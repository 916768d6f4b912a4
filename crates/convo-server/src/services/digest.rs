//! The periodic digest: upcoming events and unread messages, one e-mail per
//! user, after which the included messages count as read.

use std::collections::HashMap;

use chrono::{DateTime, Duration, Utc};
use convo_shared::constants::{DIGEST_UPCOMING_FROM_HOURS, DIGEST_UPCOMING_TO_HOURS};
use convo_shared::Key;
use convo_store::{Context, Event, Message, Named, Readable, User, UserPartial};

use super::worker::{display_name, mail_message, recipient, Channel};
use crate::error::{alarm, OpExt, ServerError};
use crate::render::{self, DigestSection};
use crate::state::AppState;

/// Unread tail of one thread or event.
#[derive(Debug, Clone)]
pub struct DigestItem {
    pub parent: Key,
    pub name: String,
    pub messages: Vec<Message>,
}

#[derive(Debug, Clone, Copy, Default, PartialEq, Eq)]
pub struct DigestReport {
    pub users: usize,
    pub sent: usize,
}

fn names(partials: &[UserPartial]) -> HashMap<Key, String> {
    partials.iter().map(|p| (p.id, display_name(p))).collect()
}

impl AppState {
    /// Run the digest for every subscribed user. One user's failure is
    /// logged and the sweep goes on.
    pub async fn run_digest(&self, ctx: &Context, now: DateTime<Utc>) -> Result<DigestReport, ServerError> {
        let users = self.ds.all_users(ctx).await.op("digest.users")?;
        let mut report = DigestReport::default();
        for user in users.iter().filter(|u| u.send_digest && !u.locked) {
            ctx.check()?;
            report.users += 1;
            match self.send_digest(ctx, user, now).await {
                Ok(true) => report.sent += 1,
                Ok(false) => {}
                Err(e) => alarm("digest.user", &format!("{}: {e}", user.email)),
            }
        }
        tracing::info!(users = report.users, sent = report.sent, "digest sweep done");
        Ok(report)
    }

    /// Returns whether a digest went out.
    async fn send_digest(&self, ctx: &Context, user: &User, now: DateTime<Utc>) -> Result<bool, ServerError> {
        let key = user.key.ok_or_else(ServerError::not_found)?;
        let threads = self.ds.threads_for_user(ctx, key).await?;
        let events = self.ds.events_for_user(ctx, key).await?;

        let from = now + Duration::hours(DIGEST_UPCOMING_FROM_HOURS);
        let to = now + Duration::hours(DIGEST_UPCOMING_TO_HOURS);
        let mut upcoming: Vec<&Event> = events
            .iter()
            .filter(|e| e.timestamp >= from && e.timestamp <= to)
            .collect();
        upcoming.sort_by_key(|e| e.timestamp);

        let mut items: Vec<(DigestItem, HashMap<Key, String>)> = Vec::new();
        let unread = threads
            .iter()
            .filter(|t| !t.is_read(key))
            .map(|t| (t.key, t.name(), &t.user_partials))
            .chain(
                events
                    .iter()
                    .filter(|e| !e.is_read(key))
                    .map(|e| (e.key, e.name(), &e.user_partials)),
            );
        for (parent, name, partials) in unread {
            let Some(parent) = parent else { continue };
            let messages: Vec<Message> = self
                .ds
                .messages_for_parent(ctx, parent)
                .await?
                .into_iter()
                .filter(|m| !m.is_read(key))
                .collect();
            if messages.is_empty() {
                continue;
            }
            items.push((DigestItem { parent, name, messages }, names(partials)));
        }

        if upcoming.is_empty() && items.is_empty() {
            return Ok(false);
        }

        let sections: Vec<DigestSection> = items
            .iter()
            .map(|(item, names)| DigestSection {
                name: item.name.clone(),
                messages: item.messages.iter().map(|m| mail_message(m, names)).collect(),
            })
            .collect();
        let rendered = render::digest(
            &user.first_name,
            &upcoming,
            &sections,
            &self.unsubscribe_url(user, Channel::Digest),
        );
        self.send_system_mail(recipient(user), rendered)
            .await
            .op("digest.send")?;

        let included: Vec<Key> = items
            .iter()
            .flat_map(|(item, _)| item.messages.iter().filter_map(|m| m.key))
            .collect();
        if !included.is_empty() {
            let included = &included;
            self.ds
                .run_in_transaction(ctx, |ctx| async move {
                    let mut marked = Vec::with_capacity(included.len());
                    for message in included {
                        if let Some(mut message) = self.ds.get_in_tx::<Message>(&ctx, *message).await? {
                            message.mark_read(key, now);
                            marked.push(message);
                        }
                    }
                    self.ds.put_multi(&ctx, &mut marked).await?;
                    Ok::<_, ServerError>(())
                })
                .await
                .op(format!("digest.mark_read(user={key})"))?;
        }
        tracing::debug!(user = %key, items = items.len(), upcoming = upcoming.len(), "digest sent");
        Ok(true)
    }
}

#[cfg(test)]
mod tests {
    use super::*;
    use crate::services::events::NewEvent;
    use crate::state::testing::TestApp;
    use convo_store::Thread;

    #[tokio::test]
    async fn test_digest_collects_unread_once() {
        let app = TestApp::new().await;
        let ctx = Context::background();
        let ann = app.registered_user("ann@x.com", "Ann").await;
        let bob = app.registered_user("bob@x.com", "Bob").await;
        let mut thread = Thread::new(&ann, "Plans").unwrap();
        thread.add_user(&bob).unwrap();
        let key = app.state.ds.put(&ctx, &mut thread).await.unwrap();
        app.state
            .post_message::<Thread>(&ctx, &bob, key, "Lunch tomorrow?", None)
            .await
            .unwrap();

        let report = app.state.run_digest(&ctx, Utc::now()).await.unwrap();
        assert_eq!(report, DigestReport { users: 2, sent: 1 });
        let sent = app.mailbox.sent_to("ann@x.com").await;
        assert_eq!(sent.len(), 1);
        assert_eq!(sent[0].subject, "Your Convo digest");
        assert!(sent[0].text.contains("Lunch tomorrow?"));
        assert!(sent[0].text.contains("Plans"));
        assert!(app.mailbox.sent_to("bob@x.com").await.is_empty());

        let messages = app.state.ds.messages_for_parent(&ctx, key).await.unwrap();
        assert!(messages[0].is_read(ann.key.unwrap()));

        let report = app.state.run_digest(&ctx, Utc::now()).await.unwrap();
        assert_eq!(report.sent, 0);
    }

    #[tokio::test]
    async fn test_digest_lists_upcoming_events() {
        let app = TestApp::new().await;
        let ctx = Context::background();
        let ann = app.registered_user("ann@x.com", "Ann").await;
        let now = Utc::now();
        for (name, hours) in [("Soon", 12), ("Later", 72)] {
            app.state
                .create_event(
                    &ctx,
                    &ann,
                    &NewEvent {
                        name: name.into(),
                        description: String::new(),
                        timestamp: now + Duration::hours(hours),
                        place_id: String::new(),
                        users: Vec::new(),
                        guests_can_invite: false,
                    },
                )
                .await
                .unwrap();
        }

        app.state.run_digest(&ctx, now).await.unwrap();
        let sent = app.mailbox.sent_to("ann@x.com").await;
        assert_eq!(sent.len(), 1);
        assert!(sent[0].text.contains("Soon"));
        assert!(!sent[0].text.contains("Later"));
    }

    #[tokio::test]
    async fn test_unsubscribed_users_are_skipped() {
        let app = TestApp::new().await;
        let ctx = Context::background();
        let mut ann = app.registered_user("ann@x.com", "Ann").await;
        ann.send_digest = false;
        app.state.commit_user(&ctx, &mut ann).await.unwrap();

        let report = app.state.run_digest(&ctx, Utc::now()).await.unwrap();
        assert_eq!(report, DigestReport::default());
    }
}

++++++++

[Task statement] Go through the material and set every line down again exactly.

[Solution to the problem]
repository 916768d6f4b912a4
filename crates/convo-server/src/services/digest.rs
//! The periodic digest: upcoming events and unread messages, one e-mail per
//! user, after which the included messages count as read.

use std::collections::HashMap;

use chrono::{DateTime, Duration, Utc};
use convo_shared::constants::{DIGEST_UPCOMING_FROM_HOURS, DIGEST_UPCOMING_TO_HOURS};
use convo_shared::Key;
use convo_store::{Context, Event, Message, Named, Readable, User, UserPartial};

use super::worker::{display_name, mail_message, recipient, Channel};
use crate::error::{alarm, OpExt, ServerError};
use crate::render::{self, DigestSection};
use crate::state::AppState;

/// Unread tail of one thread or event.
#[derive(Debug, Clone)]
pub struct DigestItem {
    pub parent: Key,
    pub name: String,
    pub messages: Vec<Message>,
}

#[derive(Debug, Clone, Copy, Default, PartialEq, Eq)]
pub struct DigestReport {
    pub users: usize,
    pub sent: usize,
}

fn names(partials: &[UserPartial]) -> HashMap<Key, String> {
    partials.iter().map(|p| (p.id, display_name(p))).collect()
}

impl AppState {
    /// Run the digest for every subscribed user. One user's failure is
    /// logged and the sweep goes on.
    pub async fn run_digest(&self, ctx: &Context, now: DateTime<Utc>) -> Result<DigestReport, ServerError> {
        let users = self.ds.all_users(ctx).await.op("digest.users")?;
        let mut report = DigestReport::default();
        for user in users.iter().filter(|u| u.send_digest && !u.locked) {
            ctx.check()?;
            report.users += 1;
            match self.send_digest(ctx, user, now).await {
                Ok(true) => report.sent += 1,
                Ok(false) => {}
                Err(e) => alarm("digest.user", &format!("{}: {e}", user.email)),
            }
        }
        tracing::info!(users = report.users, sent = report.sent, "digest sweep done");
        Ok(report)
    }

    /// Returns whether a digest went out.
    async fn send_digest(&self, ctx: &Context, user: &User, now: DateTime<Utc>) -> Result<bool, ServerError> {
        let key = user.key.ok_or_else(ServerError::not_found)?;
        let threads = self.ds.threads_for_user(ctx, key).await?;
        let events = self.ds.events_for_user(ctx, key).await?;

        let from = now + Duration::hours(DIGEST_UPCOMING_FROM_HOURS);
        let to = now + Duration::hours(DIGEST_UPCOMING_TO_HOURS);
        let mut upcoming: Vec<&Event> = events
            .iter()
            .filter(|e| e.timestamp >= from && e.timestamp <= to)
            .collect();
        upcoming.sort_by_key(|e| e.timestamp);

        let mut items: Vec<(DigestItem, HashMap<Key, String>)> = Vec::new();
        let unread = threads
            .iter()
            .filter(|t| !t.is_read(key))
            .map(|t| (t.key, t.name(), &t.user_partials))
            .chain(
                events
                    .iter()
                    .filter(|e| !e.is_read(key))
                    .map(|e| (e.key, e.name(), &e.user_partials)),
            );
        for (parent, name, partials) in unread {
            let Some(parent) = parent else { continue };
            let messages: Vec<Message> = self
                .ds
                .messages_for_parent(ctx, parent)
                .await?
                .into_iter()
                .filter(|m| !m.is_read(key))
                .collect();
            if messages.is_empty() {
                continue;
            }
            items.push((DigestItem { parent, name, messages }, names(partials)));
        }

        if upcoming.is_empty() && items.is_empty() {
            return Ok(false);
        }

        let sections: Vec<DigestSection> = items
            .iter()
            .map(|(item, names)| DigestSection {
                name: item.name.clone(),
                messages: item.messages.iter().map(|m| mail_message(m, names)).collect(),
            })
            .collect();
        let rendered = render::digest(
            &user.first_name,
            &upcoming,
            &sections,
            &self.unsubscribe_url(user, Channel::Digest),
        );
        self.send_system_mail(recipient(user), rendered)
            .await
            .op("digest.send")?;

        let included: Vec<Key> = items
            .iter()
            .flat_map(|(item, _)| item.messages.iter().filter_map(|m| m.key))
            .collect();
        if !included.is_empty() {
            let included = &included;
            self.ds
                .run_in_transaction(ctx, |ctx| async move {
                    let mut marked = Vec::with_capacity(included.len());
                    for message in included {
                        if let Some(mut message) = self.ds.get_in_tx::<Message>(&ctx, *message).await? {
                            message.mark_read(key, now);
                            marked.push(message);
                        }
                    }
                    self.ds.put_multi(&ctx, &mut marked).await?;
                    Ok::<_, ServerError>(())
                })
                .await
                .op(format!("digest.mark_read(user={key})"))?;
        }
        tracing::debug!(user = %key, items = items.len(), upcoming = upcoming.len(), "digest sent");
        Ok(true)
    }
}

#[cfg(test)]
mod tests {
    use super::*;
    use crate::services::events::NewEvent;
    use crate::state::testing::TestApp;
    use convo_store::Thread;

    #[tokio::test]
    async fn test_digest_collects_unread_once() {
        let app = TestApp::new().await;
        let ctx = Context::background();
        let ann = app.registered_user("ann@x.com", "Ann").await;
        let bob = app.registered_user("bob@x.com", "Bob").await;
        let mut thread = Thread::new(&ann, "Plans").unwrap();
        thread.add_user(&bob).unwrap();
        let key = app.state.ds.put(&ctx, &mut thread).await.unwrap();
        app.state
            .post_message::<Thread>(&ctx, &bob, key, "Lunch tomorrow?", None)
            .await
            .unwrap();

        let report = app.state.run_digest(&ctx, Utc::now()).await.unwrap();
        assert_eq!(report, DigestReport { users: 2, sent: 1 });
        let sent = app.mailbox.sent_to("ann@x.com").await;
        assert_eq!(sent.len(), 1);
        assert_eq!(sent[0].subject, "Your Convo digest");
        assert!(sent[0].text.contains("Lunch tomorrow?"));
        assert!(sent[0].text.contains("Plans"));
        assert!(app.mailbox.sent_to("bob@x.com").await.is_empty());

        let messages = app.state.ds.messages_for_parent(&ctx, key).await.unwrap();
        assert!(messages[0].is_read(ann.key.unwrap()));

        let report = app.state.run_digest(&ctx, Utc::now()).await.unwrap();
        assert_eq!(report.sent, 0);
    }

    #[tokio::test]
    async fn test_digest_lists_upcoming_events() {
        let app = TestApp::new().await;
        let ctx = Context::background();
        let ann = app.registered_user("ann@x.com", "Ann").await;
        let now = Utc::now();
        for (name, hours) in [("Soon", 12), ("Later", 72)] {
            app.state
                .create_event(
                    &ctx,
                    &ann,
                    &NewEvent {
                        name: name.into(),
                        description: String::new(),
                        timestamp: now + Duration::hours(hours),
                        place_id: String::new(),
                        users: Vec::new(),
                        guests_can_invite: false,
                    },
                )
                .await
                .unwrap();
        }

        app.state.run_digest(&ctx, now).await.unwrap();
        let sent = app.mailbox.sent_to("ann@x.com").await;
        assert_eq!(sent.len(), 1);
        assert!(sent[0].text.contains("Soon"));
        assert!(!sent[0].text.contains("Later"));
    }

    #[tokio::test]
    async fn test_unsubscribed_users_are_skipped() {
        let app = TestApp::new().await;
        let ctx = Context::background();
        let mut ann = app.registered_user("ann@x.com", "Ann").await;
        ann.send_digest = false;
        app.state.commit_user(&ctx, &mut ann).await.unwrap();

        let report = app.state.run_digest(&ctx, Utc::now()).await.unwrap();
        assert_eq!(report, DigestReport::default());
    }
}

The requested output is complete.